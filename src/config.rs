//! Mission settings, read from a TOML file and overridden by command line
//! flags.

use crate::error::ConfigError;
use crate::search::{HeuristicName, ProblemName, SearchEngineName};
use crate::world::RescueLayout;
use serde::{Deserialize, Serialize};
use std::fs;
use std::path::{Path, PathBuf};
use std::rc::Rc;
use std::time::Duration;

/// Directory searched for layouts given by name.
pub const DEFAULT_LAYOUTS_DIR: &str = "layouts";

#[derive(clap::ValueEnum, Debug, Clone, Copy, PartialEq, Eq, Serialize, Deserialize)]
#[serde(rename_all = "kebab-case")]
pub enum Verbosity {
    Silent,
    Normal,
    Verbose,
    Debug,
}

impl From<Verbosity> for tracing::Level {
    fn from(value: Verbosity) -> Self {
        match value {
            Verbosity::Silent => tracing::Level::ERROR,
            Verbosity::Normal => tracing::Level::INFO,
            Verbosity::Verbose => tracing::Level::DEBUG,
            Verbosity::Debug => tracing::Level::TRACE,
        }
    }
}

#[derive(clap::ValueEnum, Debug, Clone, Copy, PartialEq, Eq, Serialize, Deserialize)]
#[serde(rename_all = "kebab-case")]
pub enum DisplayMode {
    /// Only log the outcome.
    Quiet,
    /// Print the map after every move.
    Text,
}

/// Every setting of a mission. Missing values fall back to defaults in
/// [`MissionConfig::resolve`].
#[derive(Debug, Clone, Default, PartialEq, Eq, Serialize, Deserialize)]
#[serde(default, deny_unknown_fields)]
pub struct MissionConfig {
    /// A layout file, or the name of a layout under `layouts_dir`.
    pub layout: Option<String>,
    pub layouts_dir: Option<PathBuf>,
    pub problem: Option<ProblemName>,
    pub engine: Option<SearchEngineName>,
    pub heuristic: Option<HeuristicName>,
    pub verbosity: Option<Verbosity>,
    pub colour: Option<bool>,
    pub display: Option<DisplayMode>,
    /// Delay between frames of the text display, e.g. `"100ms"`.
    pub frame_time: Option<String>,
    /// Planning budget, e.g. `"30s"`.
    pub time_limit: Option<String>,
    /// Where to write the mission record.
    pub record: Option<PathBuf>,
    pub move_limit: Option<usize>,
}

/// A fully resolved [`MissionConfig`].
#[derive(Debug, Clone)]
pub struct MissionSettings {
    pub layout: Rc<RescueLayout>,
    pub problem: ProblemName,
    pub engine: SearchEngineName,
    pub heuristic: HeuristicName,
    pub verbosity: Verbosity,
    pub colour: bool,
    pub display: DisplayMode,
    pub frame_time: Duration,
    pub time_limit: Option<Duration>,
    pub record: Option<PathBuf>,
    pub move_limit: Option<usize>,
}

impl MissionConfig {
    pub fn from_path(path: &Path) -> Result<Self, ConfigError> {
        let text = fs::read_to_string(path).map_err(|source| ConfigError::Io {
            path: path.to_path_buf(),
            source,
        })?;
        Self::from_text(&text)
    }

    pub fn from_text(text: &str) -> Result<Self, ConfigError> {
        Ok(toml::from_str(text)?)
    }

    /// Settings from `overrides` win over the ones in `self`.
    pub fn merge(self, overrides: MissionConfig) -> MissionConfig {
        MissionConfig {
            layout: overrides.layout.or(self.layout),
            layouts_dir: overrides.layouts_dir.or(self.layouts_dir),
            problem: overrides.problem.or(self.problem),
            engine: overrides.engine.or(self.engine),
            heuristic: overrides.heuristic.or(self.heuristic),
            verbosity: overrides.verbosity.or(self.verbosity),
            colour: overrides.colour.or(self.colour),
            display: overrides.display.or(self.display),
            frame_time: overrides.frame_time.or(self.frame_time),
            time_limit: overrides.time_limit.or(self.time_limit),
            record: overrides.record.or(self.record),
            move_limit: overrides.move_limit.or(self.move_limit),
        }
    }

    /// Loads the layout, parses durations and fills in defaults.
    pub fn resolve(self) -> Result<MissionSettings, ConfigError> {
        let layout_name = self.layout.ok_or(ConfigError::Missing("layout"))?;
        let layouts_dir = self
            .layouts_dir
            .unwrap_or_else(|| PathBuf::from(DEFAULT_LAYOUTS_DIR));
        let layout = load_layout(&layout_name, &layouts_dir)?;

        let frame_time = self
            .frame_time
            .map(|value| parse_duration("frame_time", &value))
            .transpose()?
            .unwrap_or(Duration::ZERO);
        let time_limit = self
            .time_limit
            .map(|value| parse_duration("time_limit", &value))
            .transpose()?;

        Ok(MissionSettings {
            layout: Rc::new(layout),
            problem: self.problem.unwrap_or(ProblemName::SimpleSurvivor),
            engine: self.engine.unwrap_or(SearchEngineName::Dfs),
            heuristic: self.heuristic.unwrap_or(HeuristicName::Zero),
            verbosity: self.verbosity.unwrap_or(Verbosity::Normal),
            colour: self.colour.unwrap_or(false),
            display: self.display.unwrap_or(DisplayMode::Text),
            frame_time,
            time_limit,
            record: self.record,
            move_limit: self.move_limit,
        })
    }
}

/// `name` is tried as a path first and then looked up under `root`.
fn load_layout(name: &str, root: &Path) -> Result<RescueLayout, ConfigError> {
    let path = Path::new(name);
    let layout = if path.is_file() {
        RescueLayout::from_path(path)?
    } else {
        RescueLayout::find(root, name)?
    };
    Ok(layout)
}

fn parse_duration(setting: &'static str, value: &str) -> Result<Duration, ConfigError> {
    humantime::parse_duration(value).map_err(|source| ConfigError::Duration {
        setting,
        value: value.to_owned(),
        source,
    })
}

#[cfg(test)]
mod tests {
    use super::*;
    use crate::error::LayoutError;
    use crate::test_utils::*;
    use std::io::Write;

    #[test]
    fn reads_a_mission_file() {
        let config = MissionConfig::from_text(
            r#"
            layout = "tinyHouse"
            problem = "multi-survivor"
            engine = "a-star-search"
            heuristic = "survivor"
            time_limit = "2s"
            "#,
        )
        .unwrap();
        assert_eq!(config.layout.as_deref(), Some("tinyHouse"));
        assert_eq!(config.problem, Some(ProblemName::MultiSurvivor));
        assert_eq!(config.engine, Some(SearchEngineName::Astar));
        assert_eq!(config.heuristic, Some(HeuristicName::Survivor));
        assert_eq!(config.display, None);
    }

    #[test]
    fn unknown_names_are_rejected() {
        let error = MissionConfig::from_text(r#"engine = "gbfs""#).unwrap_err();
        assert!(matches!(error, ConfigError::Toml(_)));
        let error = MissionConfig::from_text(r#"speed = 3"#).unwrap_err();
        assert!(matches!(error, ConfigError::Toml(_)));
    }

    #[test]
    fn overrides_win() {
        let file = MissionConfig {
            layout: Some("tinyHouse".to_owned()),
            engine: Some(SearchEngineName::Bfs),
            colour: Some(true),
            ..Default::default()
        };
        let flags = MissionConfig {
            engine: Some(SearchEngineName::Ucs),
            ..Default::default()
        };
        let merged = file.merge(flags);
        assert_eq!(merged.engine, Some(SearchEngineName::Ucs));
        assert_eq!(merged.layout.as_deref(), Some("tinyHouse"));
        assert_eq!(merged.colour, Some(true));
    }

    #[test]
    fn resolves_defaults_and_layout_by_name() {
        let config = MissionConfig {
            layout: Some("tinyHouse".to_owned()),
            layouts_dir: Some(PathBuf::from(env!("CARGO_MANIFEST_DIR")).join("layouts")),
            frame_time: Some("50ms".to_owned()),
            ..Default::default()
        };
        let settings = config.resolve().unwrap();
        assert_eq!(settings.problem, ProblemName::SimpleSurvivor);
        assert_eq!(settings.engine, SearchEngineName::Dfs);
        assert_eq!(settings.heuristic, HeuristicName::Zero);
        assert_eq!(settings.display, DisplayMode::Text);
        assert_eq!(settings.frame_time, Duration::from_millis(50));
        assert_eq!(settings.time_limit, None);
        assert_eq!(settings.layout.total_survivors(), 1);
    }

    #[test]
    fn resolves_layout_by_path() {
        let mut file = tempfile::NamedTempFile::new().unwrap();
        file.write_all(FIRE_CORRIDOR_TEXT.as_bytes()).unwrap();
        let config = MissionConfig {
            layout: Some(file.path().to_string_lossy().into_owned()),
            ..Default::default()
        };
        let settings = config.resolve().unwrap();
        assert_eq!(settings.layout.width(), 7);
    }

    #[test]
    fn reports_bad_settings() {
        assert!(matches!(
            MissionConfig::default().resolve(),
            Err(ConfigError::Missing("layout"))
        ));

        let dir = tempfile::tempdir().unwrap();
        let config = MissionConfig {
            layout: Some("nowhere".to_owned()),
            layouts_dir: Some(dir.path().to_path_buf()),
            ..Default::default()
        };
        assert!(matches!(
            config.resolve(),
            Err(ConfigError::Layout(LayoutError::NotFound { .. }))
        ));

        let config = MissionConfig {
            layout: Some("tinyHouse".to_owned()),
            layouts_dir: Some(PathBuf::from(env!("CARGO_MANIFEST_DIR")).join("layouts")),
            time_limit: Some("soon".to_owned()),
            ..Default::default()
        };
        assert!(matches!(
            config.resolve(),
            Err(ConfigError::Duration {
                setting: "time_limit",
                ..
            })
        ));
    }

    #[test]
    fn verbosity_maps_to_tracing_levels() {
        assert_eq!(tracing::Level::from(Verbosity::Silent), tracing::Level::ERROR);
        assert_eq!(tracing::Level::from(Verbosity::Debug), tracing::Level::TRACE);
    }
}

* * * * * * *

§ **BRIEF**
The answer must be every line of the records that holds the string "colour".

§ **WRITTEN ANSWER**
    pub colour: Option<bool>,
    pub colour: bool,
            colour: overrides.colour.or(self.colour),
            colour: self.colour.unwrap_or(false),
            colour: Some(true),
        assert_eq!(merged.colour, Some(true));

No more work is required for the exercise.